Kampus Fokus dengan Teknologi Komputer Jadi Harapan Bagi Masyarakat

Sekjen Kemenristekdikti Profesor Ainun Naim menyampaikan pidato ilmiah Rapat Senat Terbuka Dies Natalis ke-40 STMIK Akakom Yogyakarta, Senin (1/7/2019). - Ist/ Akakom.
02 Juli 2019 06:17 WIB Sunartono News Share :

Harianjogja.com, JOGJA—Masyarakat memiliki harapan besar terhadap sejumlah lembaga atau perguruang tinggi yang fokus dengan pengembangan ilmu komputer serta teknologi informasi. Mengingat teknologi saat ini terus berubah dengan cepat. Hal itu disampaikan oleh Sekjen Kemenristekdikti Profesor Ainun Naim dalam pidato ilmiah Rapat Senat Terbuka Dies Natalis ke-40 STMIK Akakom Yogyakarta, Senin (1/7/2019).

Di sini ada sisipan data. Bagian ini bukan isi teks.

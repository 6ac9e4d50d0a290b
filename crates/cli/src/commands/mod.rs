//! CLI Commands

pub mod agents;
pub mod calls;
pub mod dashboard;
pub mod services;
pub mod session;
pub mod settings;

use anyhow::bail;

use calldesk_core::CallDesk;
use calldesk_core::routes::Route;

use crate::output::OutputFormat;

/// Per-invocation options shared by every command
pub struct Context {
    pub api_url: Option<String>,
    pub format: OutputFormat,
}

/// Refuse to render `route` when the session gate sends it to the login view
pub fn require(desk: &CallDesk, route: Route) -> anyhow::Result<()> {
    if desk.navigate(route.path()) == Route::Login && route != Route::Login {
        bail!(
            "{} requires a signed-in session; run `calldesk login` first",
            route.title()
        );
    }
    Ok(())
}
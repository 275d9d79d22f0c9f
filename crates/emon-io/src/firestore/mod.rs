//! Cloud Firestore REST client.
//!
//! Reads single documents through the public REST endpoint
//! (`GET .../documents/{collection}/{document}`) with an optional web API
//! key. The client is blocking; async callers run it on a blocking pool.

pub mod value;

use std::time::Duration;

use anyhow::{anyhow, Context, Result};
use emon_core::{EmonError, EmonResult};
use serde_json::Value;
use tracing::debug;

use crate::store::{validate_id, DocumentStore};

/// Public Firestore REST endpoint.
pub const DEFAULT_BASE_URL: &str = "https://firestore.googleapis.com/v1";

/// Database id used when none is configured.
pub const DEFAULT_DATABASE: &str = "(default)";

/// Connection settings for a Firestore project.
#[derive(Debug, Clone, PartialEq)]
pub struct FirestoreSettings {
    pub project_id: String,
    /// Web API key, appended as the `key` query parameter
    pub api_key: Option<String>,
    pub base_url: String,
    pub database: String,
    /// Per-request timeout (connect + read)
    pub timeout: Duration,
}

impl FirestoreSettings {
    pub fn new(project_id: impl Into<String>) -> Self {
        Self {
            project_id: project_id.into(),
            api_key: None,
            base_url: DEFAULT_BASE_URL.to_string(),
            database: DEFAULT_DATABASE.to_string(),
            timeout: Duration::from_secs(30),
        }
    }

    pub fn with_api_key(mut self, key: impl Into<String>) -> Self {
        self.api_key = Some(key.into());
        self
    }

    pub fn with_base_url(mut self, url: impl Into<String>) -> Self {
        self.base_url = url.into();
        self
    }

    pub fn with_timeout(mut self, timeout: Duration) -> Self {
        self.timeout = timeout;
        self
    }
}

/// Firestore document reader.
pub struct FirestoreClient {
    settings: FirestoreSettings,
    agent: ureq::Agent,
}

impl FirestoreClient {
    pub fn new(settings: FirestoreSettings) -> EmonResult<Self> {
        if settings.project_id.trim().is_empty() {
            return Err(EmonError::Config(
                "Firestore project id is not set".to_string(),
            ));
        }
        let agent = ureq::AgentBuilder::new().timeout(settings.timeout).build();
        Ok(Self { settings, agent })
    }

    pub fn settings(&self) -> &FirestoreSettings {
        &self.settings
    }

    /// REST URL of a document, without the API key.
    pub fn document_url(&self, collection: &str, document: &str) -> String {
        format!(
            "{}/projects/{}/databases/{}/documents/{}/{}",
            self.settings.base_url.trim_end_matches('/'),
            self.settings.project_id,
            self.settings.database,
            collection,
            document
        )
    }

    fn fetch(&self, collection: &str, document: &str) -> Result<Option<Value>> {
        let url = self.document_url(collection, document);
        debug!(%url, "fetching Firestore document");

        let mut request = self.agent.get(&url);
        if let Some(key) = &self.settings.api_key {
            request = request.query("key", key);
        }

        let body: Value = match request.call() {
            Ok(response) => response
                .into_json()
                .context("Failed to parse Firestore JSON")?,
            Err(ureq::Error::Status(404, _)) => return Ok(None),
            Err(ureq::Error::Status(code, response)) => {
                let detail = response.into_string().unwrap_or_default();
                return Err(anyhow!(
                    "Firestore returned status {code} for {collection}/{document}: {}",
                    detail.trim()
                ));
            }
            Err(ureq::Error::Transport(transport)) => {
                // Transport errors can echo the URL, keep the API key out of logs
                return Err(anyhow!(
                    "Failed to call Firestore ({}): {}",
                    transport.kind(),
                    transport.message().unwrap_or("no details")
                ));
            }
        };

        let decoded = value::decode_document(&body)
            .with_context(|| format!("Failed to decode {collection}/{document}"))?;
        Ok(Some(decoded))
    }
}

impl DocumentStore for FirestoreClient {
    fn name(&self) -> &str {
        "firestore"
    }

    fn get_document(&self, collection: &str, document: &str) -> EmonResult<Option<Value>> {
        validate_id(collection)?;
        validate_id(document)?;
        self.fetch(collection, document)
            .map_err(|e| EmonError::Store(format!("{e:#}")))
    }
}
//! Error types for dashboard services.

use emon_core::EmonError;
use thiserror::Error;

/// Result type for dashboard service operations.
pub type Result<T> = std::result::Result<T, Error>;

/// Errors from loading or rendering the dashboard.
#[derive(Debug, Error)]
pub enum Error {
    /// Reading from the document store failed.
    #[error("store error: {0}")]
    Store(#[from] EmonError),

    /// A fetch task panicked or was cancelled.
    #[error("fetch task failed: {0}")]
    Task(String),

    /// Configuration error.
    #[error("configuration error: {0}")]
    Config(String),

    /// I/O error.
    #[error("I/O error: {0}")]
    Io(#[from] std::io::Error),

    /// Serialization error.
    #[error("serialization error: {0}")]
    Serialization(String),
}

impl From<toml::de::Error> for Error {
    fn from(e: toml::de::Error) -> Self {
        Error::Serialization(e.to_string())
    }
}

impl From<toml::ser::Error> for Error {
    fn from(e: toml::ser::Error) -> Self {
        Error::Serialization(e.to_string())
    }
}

impl From<serde_json::Error> for Error {
    fn from(e: serde_json::Error) -> Self {
        Error::Serialization(e.to_string())
    }
}

impl From<tokio::task::JoinError> for Error {
    fn from(e: tokio::task::JoinError) -> Self {
        Error::Task(e.to_string())
    }
}
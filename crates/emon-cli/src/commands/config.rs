use std::path::{Path, PathBuf};

use anyhow::{Context, Result};
use emon_ui::DashboardConfig;

fn resolve_path(explicit: Option<&Path>) -> Result<PathBuf> {
    match explicit {
        Some(path) => Ok(path.to_path_buf()),
        None => DashboardConfig::config_path().context("could not resolve home directory"),
    }
}

/// Print the effective configuration as TOML with the API key redacted.
pub fn show(config: &DashboardConfig) -> Result<()> {
    let text = toml::to_string_pretty(&config.redacted())?;
    print!("{text}");
    Ok(())
}

pub fn path(explicit: Option<&Path>) -> Result<()> {
    println!("{}", resolve_path(explicit)?.display());
    Ok(())
}

pub fn init(explicit: Option<&Path>, force: bool) -> Result<()> {
    let path = resolve_path(explicit)?;
    if path.exists() && !force {
        anyhow::bail!(
            "{} already exists (use --force to overwrite)",
            path.display()
        );
    }
    DashboardConfig::default()
        .save_to(&path)
        .with_context(|| format!("writing {}", path.display()))?;
    println!("Wrote default configuration to {}", path.display());
    Ok(())
}
//! Simulation summary renderer.

use emon_core::format::{fixed, grouped_integer, Grouping};
use emon_core::SimulationSummary;

use crate::page::{ids, Page};

/// Text shown for a figure the summary does not provide.
pub const MISSING: &str = "N/A";

/// Formatted summary figures, keyed by element id.
pub fn summary_texts(summary: &SimulationSummary) -> Vec<(&'static str, String)> {
    let or_missing = |value: Option<String>| value.unwrap_or_else(|| MISSING.to_string());

    vec![
        (
            ids::ANALYSIS_DATE,
            or_missing(summary.data_analisi.clone()),
        ),
        (
            ids::ANNUAL_SAVING,
            or_missing(
                summary
                    .risparmio_annuale_italia_eur
                    .map(|v| format!("€ {}", fixed(v.billions(), 2))),
            ),
        ),
        (
            ids::FAMILY_SAVING,
            or_missing(
                summary
                    .risparmio_annuale_famiglia_eur
                    .map(|v| format!("€ {}", fixed(v.value(), 2))),
            ),
        ),
        (
            ids::PERCENTAGE_SAVING,
            or_missing(
                summary
                    .risparmio_percentuale
                    .map(|v| format!("{} %", fixed(v, 2))),
            ),
        ),
        (
            ids::DEMAND,
            or_missing(
                summary
                    .fabbisogno_mwh
                    .map(|v| grouped_integer(v.value(), Grouping::Italian)),
            ),
        ),
        (
            ids::ACTUAL_COST,
            or_missing(summary.costo_attuale_eur.map(|v| fixed(v.millions(), 2))),
        ),
        (
            ids::SIMULATED_COST,
            or_missing(summary.costo_simulato_eur.map(|v| fixed(v.millions(), 2))),
        ),
        (
            ids::PUN_USED,
            or_missing(summary.pun_usato_eur_mwh.map(|v| fixed(v.value(), 2))),
        ),
        (
            ids::DAILY_SAVING,
            or_missing(
                summary
                    .risparmio_giornaliero_eur
                    .map(|v| format!("€ {}", fixed(v.millions(), 2))),
            ),
        ),
    ]
}

/// Write the summary figures into the page.
///
/// Each absent figure is written as [`MISSING`]; the others are unaffected.
pub fn render_summary(page: &mut Page, summary: &SimulationSummary) {
    for (id, text) in summary_texts(summary) {
        page.set_text(id, text);
    }
}

#[cfg(test)]
mod tests {
    use super::*;
    use emon_core::units::{Euros, EurosPerMwh, MegawattHours};
    use emon_core::Country;

    fn full_summary() -> SimulationSummary {
        SimulationSummary {
            data_analisi: Some("2026-10-17".to_string()),
            risparmio_annuale_italia_eur: Some(Euros(4_218_750_000.0)),
            risparmio_annuale_famiglia_eur: Some(Euros(168.75)),
            risparmio_giornaliero_eur: Some(Euros(11_558_219.18)),
            risparmio_percentuale: Some(26.0),
            fabbisogno_mwh: Some(MegawattHours(812_345.6)),
            costo_attuale_eur: Some(Euros(89_358_016.0)),
            costo_simulato_eur: Some(Euros(66_124_931.84)),
            pun_usato_eur_mwh: Some(EurosPerMwh(110.0)),
        }
    }

    #[test]
    fn test_full_summary() {
        let mut page = Page::dashboard(&Country::ALL);
        render_summary(&mut page, &full_summary());

        assert_eq!(page.text(ids::ANALYSIS_DATE), Some("2026-10-17"));
        assert_eq!(page.text(ids::ANNUAL_SAVING), Some("€ 4.22"));
        assert_eq!(page.text(ids::FAMILY_SAVING), Some("€ 168.75"));
        assert_eq!(page.text(ids::PERCENTAGE_SAVING), Some("26.00 %"));
        assert_eq!(page.text(ids::DEMAND), Some("812.346"));
        assert_eq!(page.text(ids::ACTUAL_COST), Some("89.36"));
        assert_eq!(page.text(ids::SIMULATED_COST), Some("66.12"));
        assert_eq!(page.text(ids::PUN_USED), Some("110.00"));
        assert_eq!(page.text(ids::DAILY_SAVING), Some("€ 11.56"));
    }

    #[test]
    fn test_tied_figures_round_up() {
        let summary = SimulationSummary {
            risparmio_annuale_famiglia_eur: Some(Euros(168.125)),
            risparmio_percentuale: Some(26.125),
            ..SimulationSummary::default()
        };
        let mut page = Page::dashboard(&Country::ALL);
        render_summary(&mut page, &summary);

        assert_eq!(page.text(ids::FAMILY_SAVING), Some("€ 168.13"));
        assert_eq!(page.text(ids::PERCENTAGE_SAVING), Some("26.13 %"));
    }

    #[test]
    fn test_partial_summary_uses_fallbacks() {
        let mut summary = full_summary();
        summary.data_analisi = None;
        summary.costo_simulato_eur = None;

        let mut page = Page::dashboard(&Country::ALL);
        render_summary(&mut page, &summary);

        assert_eq!(page.text(ids::ANALYSIS_DATE), Some(MISSING));
        assert_eq!(page.text(ids::SIMULATED_COST), Some(MISSING));
        assert_eq!(page.text(ids::ACTUAL_COST), Some("89.36"));
    }

    #[test]
    fn test_empty_summary_writes_every_element() {
        let mut page = Page::dashboard(&Country::ALL);
        render_summary(&mut page, &SimulationSummary::default());
        for id in ids::SUMMARY {
            assert_eq!(page.text(id), Some(MISSING));
        }
    }
}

Di hadapan seluruh civitas akademika STMIK Akakom, Ainun Naim menjelaskan perubahan era saat ini terjadi sangat cepat, terutama pada teknologi informasi yang saat ini sering dikenal dengan revolusi industri 4.0. Perguruan tinggi harus dengan cepat merespons perubahan tersebut, apalagi masyarakat memiliki harapan besar terhadap lembaga atau kampus yang fokus dengan ilmu komputer. Karena perguruan tinggi mampu melahirkan sumber daya manusia sekaligus mengembangkan keilmuan yang bisa menjadi jawaban setiap pertanyaa masyarakat.

“Google ini besar, tidak ada setiap otak manusia ini tidak mendengar atau tidak pernah menggunakan google, kecuali mereka yang hidup di China memang tidak menggunakan.  Tetapi mereka menggunakan teknologi yang sama, terus berubah. Sehingga harapan masyarakat terhadap lembaga yang punya fokus terhadap manajemen informasi dan teknologi komputer tentu sangat tinggi,” ungkap Ainun Naim dalam rilisnya.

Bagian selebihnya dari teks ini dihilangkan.